Hey,
About a year and a half ago i became ill, it turned out to be some kind of virus (i never actually got told which i had caught) but it left me very run down, i kept getting throat infection after throat infection and also with a bad stomach. This obviously affected my school attendance as i was off for a good while or being sent home. It gradually got worse where i was afraid to go to school just incase i was ill there... i would start panicking in lessons when i started to feel like i would be ill which after time lead to me having panik attacks. I tried my best to go as much as i could but it just got worse.. i was having panick attacks each day. It really didnt help when i asked to go out the room or go to the nurse an people would start whispering to eachother or shouting out about how i always have to go and asking loads of questions. This obviously made me worse and after time i couldnt even face going into the rooms, i would either cry or have a panick attack. This led to me never wanting to leave the house in the morning as i knew what the day would be like and in the end hardly attended school.

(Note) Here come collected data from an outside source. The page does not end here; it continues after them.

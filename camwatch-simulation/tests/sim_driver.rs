use camwatch_core::prelude::*;
use camwatch_simulation::{ReadFailures, Scene, SimDevice, SimDriver};

#[test]
fn enumerates_only_local_devices() -> anyhow::Result<()> {
    let driver = SimDriver::new()
        .with_device(SimDevice::local(0))
        .with_device(SimDevice::stream("http://cam.local/stream"));

    let devices = driver.list_devices()?;
    assert_eq!(devices.len(), 1);
    assert_eq!(devices[0].source, CameraSource::Device(0));
    assert_eq!(devices[0].backend, "Simulation");
    Ok(())
}

#[test]
fn enumeration_can_be_disabled() {
    let driver = SimDriver::new().without_enumeration();
    assert!(matches!(
        driver.list_devices(),
        Err(CameraError::Unsupported(_))
    ));
}

#[tokio::test(start_paused = true)]
async fn moving_block_frames_differ() -> anyhow::Result<()> {
    let driver = SimDriver::new().with_device(
        SimDevice::local(1)
            .size(64, 48)
            .scene(Scene::MovingBlock { size: 8, step: 4 }),
    );
    let mut stream = driver.open(&CameraSource::Device(1), &CameraConfig::new()).await?;
    stream.start().await?;

    let first = stream.next_frame().await?.data.to_vec();
    let second = stream.next_frame().await?;
    assert_eq!(second.sequence, 2);
    assert_eq!(second.format, FourCC::BGR3);
    assert_ne!(first, second.data);
    Ok(())
}

#[tokio::test(start_paused = true)]
async fn read_failures_and_release_are_counted() -> anyhow::Result<()> {
    let driver = SimDriver::new()
        .with_device(SimDevice::local(0).fail_reads(ReadFailures::AfterFrames(1)));
    let stats = driver.stats();

    let mut stream = driver.open(&CameraSource::Device(0), &CameraConfig::new()).await?;
    stream.start().await?;
    assert!(stream.next_frame().await.is_ok());
    assert!(stream.next_frame().await.is_err());
    assert_eq!(stats.failed_reads(), 1);

    drop(stream);
    assert_eq!(stats.opens(), 1);
    assert_eq!(stats.releases(), 1);
    Ok(())
}

#[tokio::test(start_paused = true)]
async fn open_failures_and_unplug() -> anyhow::Result<()> {
    let driver = SimDriver::new()
        .with_device(SimDevice::local(0).fail_open())
        .with_device(SimDevice::local(1));

    assert!(driver.open(&CameraSource::Device(0), &CameraConfig::new()).await.is_err());
    assert!(driver.open(&CameraSource::Device(9), &CameraConfig::new()).await.is_err());

    let mut stream = driver.open(&CameraSource::Device(1), &CameraConfig::new()).await?;
    stream.start().await?;
    assert!(stream.next_frame().await.is_ok());

    driver.unplug(&CameraSource::Device(1));
    assert!(stream.next_frame().await.is_err());
    assert_eq!(driver.list_devices()?.len(), 1);
    Ok(())
}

I've been seeing a type of counciler for a few months now but i'm still feeling the same. I know these things take time and i accept that but i just find it really hard to cope with as it affects my daily life aswel, especially going out and meeting new people.
I'm ment to be focusing on getting a job now and my parents keep pushing me to do this but how can i go out there and do that when i'm not good around new people? I cant even travel far on public transport on my own.
Having all this happen meant i missed out on alot of coursework an it has turned out that i'm not doing my gcse's. So now i'm left with no gcse's and not being able to get out and go places or do much independintly.
I don't actually see what advice you could give back to this... but i suppose this is just somewhere i can just get it off my chest without people knowing me as i usually dont like to talk about this with people i know.
I used to be the type of girl who was always out there meeting new people and now i just have no self confidence and i'm just afraid of the panick attacks coming back as i just stopped doing everything that could cause them as i hate them so much!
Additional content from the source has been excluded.